I suppose even still; Greek mythology is ripe for modern translation.  Every few years we get earnest sword and sandal tales like Troy that attempt to tell a very literal version of the legends we all learned in grade school.  But most often the best telling of these tales come from a modern setting.  The mythology is ripe with symbolism that, when applied correctly, can be a Redditor’s goldmine.  Enter Yorgos Lanthimos’ The Killing of a Sacred Deer to happily (with the most terrifying grin) fill that void.

Lanthimos – hailing from Athens, Greece – made his first massive splash in America with the acerbic, arthouse Dogtooth in 2009, a film that announced his talent and lack of boundaries like a bullhorn in a library.  He achieved mainstream notoriety in 2015’s The Lobster – a melancholy (yet often hysterical) meditation on love and loss starring Colin Farrell and Rachel Weisz.

Here he has Farrell in slightly different circumstances.  He plays surgeon Steven Murphy – a wealthy, somewhat unpleasant man with some weird bedroom rituals.  Murphy has an odd but seemingly harmless relationship with a neighborhood boy named Martin (Barry Keoghan.)  They meet innocuously a few times as Martin – in his very bizarre way – takes an interest in Steven’s work at the hospital.

Murphy’s home life seems more or less hunky dory.  He’s married to beautiful psychologist Anna (Nicole Kidman) and has two children, Kim (Raffey Cassidy) and the younger Bob (Sunny Suljic.)  Their conversations are typical if not a tad bizarre given the tone of menace Lanthimos coats nearly every scene with.

You see, Martin has taken a liking to Steven because Steven operated on his father a few months previous and he didn’t make it.  Martin believes this is Steven’s fault and the only way to make it right is to sacrifice one of his family members or they will all slowly suffer and die – an eye for an eye…so to speak.

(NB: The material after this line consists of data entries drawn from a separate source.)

//! The cache store contract shared by every backend.

use std::collections::BTreeSet;

use async_trait::async_trait;
use glob::Pattern;

use crate::error::{CacheError, Result};

/// Outcome of [`CacheStore::set_if_absent`].
#[derive(Debug, Clone, Copy, PartialEq, Eq)]
pub enum Claim {
    /// The key was already present; nothing was written.
    Existed,
    /// The key was absent and now holds the value.
    Created,
}

impl Claim {
    pub fn is_created(self) -> bool {
        self == Claim::Created
    }
}

impl From<bool> for Claim {
    fn from(created: bool) -> Self {
        if created { Claim::Created } else { Claim::Existed }
    }
}

/// Byte-oriented key/value operations.
///
/// Implementations carry no session semantics. Every call may await network
/// I/O; non-transient failures are always surfaced as a [`CacheError`].
#[async_trait]
pub trait CacheStore: Send + Sync {
    /// Store `value` under `key`, replacing any previous value.
    async fn set(&self, key: &str, value: &[u8]) -> Result<()>;

    /// Store `value` only if `key` is absent.
    async fn set_if_absent(&self, key: &str, value: &[u8]) -> Result<Claim>;

    /// Set a time-to-live on `key`. Returns whether the key existed.
    async fn expire(&self, key: &str, seconds: u64) -> Result<bool>;

    /// Fetch the value under `key`.
    async fn get(&self, key: &str) -> Result<Option<Vec<u8>>>;

    /// Delete `key`, returning how many keys were removed.
    async fn delete(&self, key: &str) -> Result<u64>;

    /// Whether `key` is present.
    async fn exists(&self, key: &str) -> Result<bool>;

    /// Keys matching a glob-style pattern (`*`, `?`, `[abc]`).
    async fn keys(&self, pattern: &str) -> Result<BTreeSet<String>>;
}

/// Compile a key pattern for local matching.
pub(crate) fn compile_pattern(pattern: &str) -> Result<Pattern> {
    Pattern::new(pattern)
        .map_err(|e| CacheError::Protocol(format!("invalid key pattern '{pattern}': {e}")))
}
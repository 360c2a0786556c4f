//! Session id generation.

use std::fmt::Write;

/// Source of candidate session ids.
pub trait IdGenerator: Send + Sync {
    fn generate(&self) -> String;
}

/// 128 random bits as 32 uppercase hex characters.
#[derive(Debug, Clone, Copy, Default)]
pub struct RandomIdGenerator;

impl IdGenerator for RandomIdGenerator {
    fn generate(&self) -> String {
        let bytes: [u8; 16] = rand::random();
        bytes.iter().fold(String::with_capacity(32), |mut out, b| {
            let _ = write!(out, "{b:02X}");
            out
        })
    }
}

#[cfg(test)]
mod tests {
    use super::*;
    use std::collections::HashSet;

    #[test]
    fn test_shape() {
        let id = RandomIdGenerator.generate();
        assert_eq!(id.len(), 32);
        assert!(id.chars().all(|c| c.is_ascii_digit() || c.is_ascii_uppercase()));
    }

    #[test]
    fn test_distinct() {
        let ids: HashSet<String> = (0..1000).map(|_| RandomIdGenerator.generate()).collect();
        assert_eq!(ids.len(), 1000);
    }
}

Lanthimos has taken the myth of Iphigenia and given us a twisted modernization.  Instead of the petty squabbles of the Gods leading to a “godly” sacrifice we suffer through the painful deterioration of the Murphy family as Steven struggles with his decision while his family crumbles around him all the while Martin circles like a shark near blood.

The entire enterprise is lavishly made with expert performances throughout.  Farrell (and his incredible beard) have never been better.  He and Kidman’s deadpan relationship is funny, terrifying and oddly compelling while Cassidy and Suljic give plenty of depth and nuance to their tween roles.  But it’s the menace of Barry Keoghan (last seen with a rough head injury in Dunkirk) that makes this tick.  His Martin is bizarre, endearing and completely unrelatable.  He seems to be on the spectrum while also using it as a put on to get close to those he wants to destroy, it’s a remarkable performance.

For all of Lanthimos’ wit and dry humor (this film’s laughs are more uncomfortable than an extended family Thanksgiving) though I still hesitate to recommend The Killing of a Sacred Deer.  While he seems to be commenting on the destructive nature of white, male privilege (no shit, turn on the news) he doesn’t have anything particularly compelling to say about it.  Instead I was left in awe by a stunningly lavish production that had me exhausted and cold.